Task directions:
Where in the records does the word "RoomPhase" occur? Copy each line in which it does.

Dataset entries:

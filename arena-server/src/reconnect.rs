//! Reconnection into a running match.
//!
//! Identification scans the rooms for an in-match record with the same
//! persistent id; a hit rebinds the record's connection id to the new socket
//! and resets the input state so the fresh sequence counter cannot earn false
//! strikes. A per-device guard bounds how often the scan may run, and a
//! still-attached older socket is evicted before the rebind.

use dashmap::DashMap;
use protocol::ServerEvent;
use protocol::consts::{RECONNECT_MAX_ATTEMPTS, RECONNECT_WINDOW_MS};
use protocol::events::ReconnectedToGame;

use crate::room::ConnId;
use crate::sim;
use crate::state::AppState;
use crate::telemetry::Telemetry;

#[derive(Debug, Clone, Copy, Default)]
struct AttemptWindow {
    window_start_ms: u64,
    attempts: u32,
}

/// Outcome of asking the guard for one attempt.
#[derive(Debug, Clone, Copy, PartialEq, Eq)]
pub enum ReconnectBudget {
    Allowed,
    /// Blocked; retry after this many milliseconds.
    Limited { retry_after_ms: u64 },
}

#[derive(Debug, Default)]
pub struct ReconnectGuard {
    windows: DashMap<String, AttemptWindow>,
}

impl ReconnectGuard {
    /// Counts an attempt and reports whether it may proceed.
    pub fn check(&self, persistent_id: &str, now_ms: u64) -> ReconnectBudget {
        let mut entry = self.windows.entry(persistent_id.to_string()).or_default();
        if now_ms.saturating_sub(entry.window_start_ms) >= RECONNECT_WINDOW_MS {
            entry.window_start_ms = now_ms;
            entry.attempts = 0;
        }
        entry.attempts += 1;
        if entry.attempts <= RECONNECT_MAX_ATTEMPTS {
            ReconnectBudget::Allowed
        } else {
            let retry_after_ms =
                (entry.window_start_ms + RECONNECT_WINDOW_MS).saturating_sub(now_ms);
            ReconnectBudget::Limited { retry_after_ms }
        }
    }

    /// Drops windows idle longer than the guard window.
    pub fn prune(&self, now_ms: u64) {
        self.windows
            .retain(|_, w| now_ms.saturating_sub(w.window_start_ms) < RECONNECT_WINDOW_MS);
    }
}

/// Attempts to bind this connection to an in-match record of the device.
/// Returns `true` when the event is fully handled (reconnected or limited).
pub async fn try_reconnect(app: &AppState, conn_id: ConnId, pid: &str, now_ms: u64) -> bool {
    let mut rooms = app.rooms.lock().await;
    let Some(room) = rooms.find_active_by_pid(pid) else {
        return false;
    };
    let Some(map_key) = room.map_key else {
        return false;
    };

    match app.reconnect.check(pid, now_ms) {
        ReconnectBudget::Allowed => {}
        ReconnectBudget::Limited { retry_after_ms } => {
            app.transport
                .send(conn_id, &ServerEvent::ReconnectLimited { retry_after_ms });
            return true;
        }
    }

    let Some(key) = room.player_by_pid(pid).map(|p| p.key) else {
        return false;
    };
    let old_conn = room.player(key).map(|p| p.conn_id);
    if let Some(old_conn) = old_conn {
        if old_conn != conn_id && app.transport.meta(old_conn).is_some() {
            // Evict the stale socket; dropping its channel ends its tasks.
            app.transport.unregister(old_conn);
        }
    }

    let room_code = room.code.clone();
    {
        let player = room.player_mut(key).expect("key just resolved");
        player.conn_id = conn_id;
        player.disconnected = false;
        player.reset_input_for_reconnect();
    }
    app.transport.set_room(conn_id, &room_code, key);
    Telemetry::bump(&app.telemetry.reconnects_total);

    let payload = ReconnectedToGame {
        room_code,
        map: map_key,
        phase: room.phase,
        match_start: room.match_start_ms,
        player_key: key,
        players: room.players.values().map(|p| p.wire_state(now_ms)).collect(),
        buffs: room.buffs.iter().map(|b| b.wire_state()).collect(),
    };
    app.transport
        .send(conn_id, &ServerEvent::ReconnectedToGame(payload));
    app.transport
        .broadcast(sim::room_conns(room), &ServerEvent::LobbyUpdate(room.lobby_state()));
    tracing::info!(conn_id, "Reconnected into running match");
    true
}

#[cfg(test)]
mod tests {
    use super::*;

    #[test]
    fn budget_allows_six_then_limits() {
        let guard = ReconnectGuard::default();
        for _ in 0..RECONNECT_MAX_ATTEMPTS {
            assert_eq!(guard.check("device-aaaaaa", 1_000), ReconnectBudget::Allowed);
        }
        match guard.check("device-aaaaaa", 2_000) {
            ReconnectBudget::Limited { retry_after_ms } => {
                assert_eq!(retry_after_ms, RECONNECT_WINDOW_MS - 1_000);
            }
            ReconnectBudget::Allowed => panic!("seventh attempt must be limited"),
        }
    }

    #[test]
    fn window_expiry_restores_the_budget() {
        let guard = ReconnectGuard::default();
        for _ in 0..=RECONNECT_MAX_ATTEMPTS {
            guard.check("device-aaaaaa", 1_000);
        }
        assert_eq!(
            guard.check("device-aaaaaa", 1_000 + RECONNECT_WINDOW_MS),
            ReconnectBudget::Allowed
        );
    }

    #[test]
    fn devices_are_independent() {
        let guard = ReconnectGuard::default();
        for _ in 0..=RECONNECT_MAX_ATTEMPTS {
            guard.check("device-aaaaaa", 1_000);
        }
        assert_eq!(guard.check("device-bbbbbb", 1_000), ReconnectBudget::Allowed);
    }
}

...

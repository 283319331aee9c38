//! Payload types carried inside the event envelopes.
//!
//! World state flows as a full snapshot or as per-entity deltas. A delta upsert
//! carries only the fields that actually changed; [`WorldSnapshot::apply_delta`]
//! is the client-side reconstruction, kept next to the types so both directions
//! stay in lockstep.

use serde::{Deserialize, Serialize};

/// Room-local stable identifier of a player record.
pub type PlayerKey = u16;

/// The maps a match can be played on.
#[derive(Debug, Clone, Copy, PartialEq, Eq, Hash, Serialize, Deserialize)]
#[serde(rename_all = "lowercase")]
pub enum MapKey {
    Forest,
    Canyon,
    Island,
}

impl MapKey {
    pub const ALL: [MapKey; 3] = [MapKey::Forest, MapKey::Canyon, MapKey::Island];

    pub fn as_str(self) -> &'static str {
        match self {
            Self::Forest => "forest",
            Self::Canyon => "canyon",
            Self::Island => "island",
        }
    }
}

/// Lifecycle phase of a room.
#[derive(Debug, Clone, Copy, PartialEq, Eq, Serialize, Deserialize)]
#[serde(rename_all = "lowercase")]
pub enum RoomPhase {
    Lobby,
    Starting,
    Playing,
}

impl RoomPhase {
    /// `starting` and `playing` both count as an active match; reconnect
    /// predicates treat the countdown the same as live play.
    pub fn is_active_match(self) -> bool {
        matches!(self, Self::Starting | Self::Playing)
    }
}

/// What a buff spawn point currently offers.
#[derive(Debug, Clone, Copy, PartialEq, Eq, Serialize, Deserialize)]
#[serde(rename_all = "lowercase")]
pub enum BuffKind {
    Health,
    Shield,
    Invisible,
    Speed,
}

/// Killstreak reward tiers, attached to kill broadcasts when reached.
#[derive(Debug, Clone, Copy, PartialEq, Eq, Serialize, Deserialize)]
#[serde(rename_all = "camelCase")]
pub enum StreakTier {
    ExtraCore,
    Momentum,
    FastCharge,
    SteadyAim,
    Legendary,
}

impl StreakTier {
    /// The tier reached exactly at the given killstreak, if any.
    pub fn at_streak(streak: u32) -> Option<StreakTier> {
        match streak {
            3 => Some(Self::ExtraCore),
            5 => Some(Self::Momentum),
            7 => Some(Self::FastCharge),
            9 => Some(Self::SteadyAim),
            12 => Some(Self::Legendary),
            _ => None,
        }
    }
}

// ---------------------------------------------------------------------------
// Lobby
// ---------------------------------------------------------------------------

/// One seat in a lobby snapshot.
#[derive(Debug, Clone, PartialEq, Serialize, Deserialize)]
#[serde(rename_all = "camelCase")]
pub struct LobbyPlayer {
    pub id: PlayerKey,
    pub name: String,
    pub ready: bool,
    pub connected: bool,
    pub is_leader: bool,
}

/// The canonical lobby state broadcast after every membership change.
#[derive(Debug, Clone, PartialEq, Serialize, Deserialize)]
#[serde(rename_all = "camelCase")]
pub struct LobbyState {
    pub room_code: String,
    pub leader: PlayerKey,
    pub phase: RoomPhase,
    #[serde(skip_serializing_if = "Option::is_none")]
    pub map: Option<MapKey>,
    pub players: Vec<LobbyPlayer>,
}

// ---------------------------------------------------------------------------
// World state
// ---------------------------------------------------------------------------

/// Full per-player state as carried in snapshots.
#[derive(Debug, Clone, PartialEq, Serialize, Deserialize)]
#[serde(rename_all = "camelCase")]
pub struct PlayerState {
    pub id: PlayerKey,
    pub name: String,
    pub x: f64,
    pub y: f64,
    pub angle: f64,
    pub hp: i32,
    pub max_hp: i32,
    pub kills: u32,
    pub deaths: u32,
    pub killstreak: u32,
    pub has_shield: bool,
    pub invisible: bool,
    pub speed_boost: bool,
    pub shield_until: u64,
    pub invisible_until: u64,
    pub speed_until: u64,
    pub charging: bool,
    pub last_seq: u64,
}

---

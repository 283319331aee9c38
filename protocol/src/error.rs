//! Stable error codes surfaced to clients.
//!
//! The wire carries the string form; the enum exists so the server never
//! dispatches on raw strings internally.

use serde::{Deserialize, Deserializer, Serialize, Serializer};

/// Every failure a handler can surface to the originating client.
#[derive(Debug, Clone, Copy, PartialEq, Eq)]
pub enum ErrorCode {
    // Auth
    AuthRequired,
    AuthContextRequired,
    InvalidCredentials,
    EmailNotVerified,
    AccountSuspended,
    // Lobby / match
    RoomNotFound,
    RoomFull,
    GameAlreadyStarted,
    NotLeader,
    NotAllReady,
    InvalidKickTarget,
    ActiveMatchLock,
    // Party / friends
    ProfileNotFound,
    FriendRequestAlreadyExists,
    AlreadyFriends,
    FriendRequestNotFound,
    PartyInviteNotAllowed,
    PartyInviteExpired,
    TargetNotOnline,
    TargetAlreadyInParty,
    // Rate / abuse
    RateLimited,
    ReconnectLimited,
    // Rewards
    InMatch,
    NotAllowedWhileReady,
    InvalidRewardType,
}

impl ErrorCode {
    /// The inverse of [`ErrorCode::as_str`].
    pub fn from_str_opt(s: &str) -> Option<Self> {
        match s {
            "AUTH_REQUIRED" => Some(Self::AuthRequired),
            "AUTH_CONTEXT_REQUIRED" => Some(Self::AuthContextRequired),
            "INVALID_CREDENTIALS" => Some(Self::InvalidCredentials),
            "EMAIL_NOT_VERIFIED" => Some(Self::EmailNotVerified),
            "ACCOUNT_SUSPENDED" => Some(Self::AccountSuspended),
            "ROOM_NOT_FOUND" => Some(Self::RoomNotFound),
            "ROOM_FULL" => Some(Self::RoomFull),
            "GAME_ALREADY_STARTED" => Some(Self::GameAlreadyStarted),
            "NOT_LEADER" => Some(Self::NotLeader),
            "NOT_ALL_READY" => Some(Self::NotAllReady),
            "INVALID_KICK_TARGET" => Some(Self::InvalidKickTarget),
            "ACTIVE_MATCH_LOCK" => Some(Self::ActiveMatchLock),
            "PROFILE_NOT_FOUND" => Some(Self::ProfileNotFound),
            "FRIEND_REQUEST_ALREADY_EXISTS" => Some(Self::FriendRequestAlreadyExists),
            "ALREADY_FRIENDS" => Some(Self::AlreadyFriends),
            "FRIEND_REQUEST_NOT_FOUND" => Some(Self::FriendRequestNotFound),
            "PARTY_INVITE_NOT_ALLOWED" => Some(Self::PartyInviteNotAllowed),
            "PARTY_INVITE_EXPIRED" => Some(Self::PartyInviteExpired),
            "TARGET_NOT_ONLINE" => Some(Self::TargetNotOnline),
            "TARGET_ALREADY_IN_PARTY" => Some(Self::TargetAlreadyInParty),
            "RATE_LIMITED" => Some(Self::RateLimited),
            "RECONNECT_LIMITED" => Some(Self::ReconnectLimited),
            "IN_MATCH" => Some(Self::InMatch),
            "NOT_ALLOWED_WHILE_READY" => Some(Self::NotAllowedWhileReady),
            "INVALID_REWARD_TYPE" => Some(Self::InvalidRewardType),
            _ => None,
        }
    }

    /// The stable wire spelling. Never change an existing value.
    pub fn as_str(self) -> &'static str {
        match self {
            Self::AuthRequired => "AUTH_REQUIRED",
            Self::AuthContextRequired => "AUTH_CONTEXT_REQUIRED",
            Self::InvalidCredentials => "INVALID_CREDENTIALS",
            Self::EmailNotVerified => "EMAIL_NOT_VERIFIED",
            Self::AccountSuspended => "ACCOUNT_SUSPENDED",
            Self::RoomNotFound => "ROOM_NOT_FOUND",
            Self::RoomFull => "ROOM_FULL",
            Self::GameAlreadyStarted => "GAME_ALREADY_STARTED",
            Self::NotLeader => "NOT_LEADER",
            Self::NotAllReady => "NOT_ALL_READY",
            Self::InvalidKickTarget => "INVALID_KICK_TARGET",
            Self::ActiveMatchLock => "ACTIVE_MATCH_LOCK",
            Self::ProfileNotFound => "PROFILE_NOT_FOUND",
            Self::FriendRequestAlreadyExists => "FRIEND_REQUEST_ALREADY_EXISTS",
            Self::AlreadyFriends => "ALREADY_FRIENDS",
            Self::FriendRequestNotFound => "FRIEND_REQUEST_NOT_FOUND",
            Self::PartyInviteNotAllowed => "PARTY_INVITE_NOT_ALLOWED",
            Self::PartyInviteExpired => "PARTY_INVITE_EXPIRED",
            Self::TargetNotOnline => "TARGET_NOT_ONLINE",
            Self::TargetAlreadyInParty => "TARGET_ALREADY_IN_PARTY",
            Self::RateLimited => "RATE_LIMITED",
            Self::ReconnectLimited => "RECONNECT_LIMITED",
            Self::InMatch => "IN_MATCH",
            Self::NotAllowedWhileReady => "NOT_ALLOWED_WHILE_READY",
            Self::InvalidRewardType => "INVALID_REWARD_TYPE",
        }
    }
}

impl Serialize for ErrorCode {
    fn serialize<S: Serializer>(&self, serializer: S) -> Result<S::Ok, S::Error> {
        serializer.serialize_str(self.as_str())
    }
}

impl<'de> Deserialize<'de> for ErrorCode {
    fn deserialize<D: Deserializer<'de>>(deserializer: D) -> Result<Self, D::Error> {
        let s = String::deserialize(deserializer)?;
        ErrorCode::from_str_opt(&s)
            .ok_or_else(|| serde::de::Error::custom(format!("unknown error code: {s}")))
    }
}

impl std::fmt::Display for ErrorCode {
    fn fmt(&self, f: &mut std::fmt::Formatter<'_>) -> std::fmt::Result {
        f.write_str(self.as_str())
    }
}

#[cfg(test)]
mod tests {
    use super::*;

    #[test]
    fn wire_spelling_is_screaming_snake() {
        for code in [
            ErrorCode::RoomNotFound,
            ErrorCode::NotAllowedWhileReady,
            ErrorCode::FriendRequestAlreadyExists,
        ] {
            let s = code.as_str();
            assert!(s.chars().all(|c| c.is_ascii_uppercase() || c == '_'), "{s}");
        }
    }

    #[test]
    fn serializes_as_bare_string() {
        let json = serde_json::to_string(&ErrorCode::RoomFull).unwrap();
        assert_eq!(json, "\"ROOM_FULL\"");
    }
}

Answer area:
pub enum RoomPhase {
impl RoomPhase {
    pub phase: RoomPhase,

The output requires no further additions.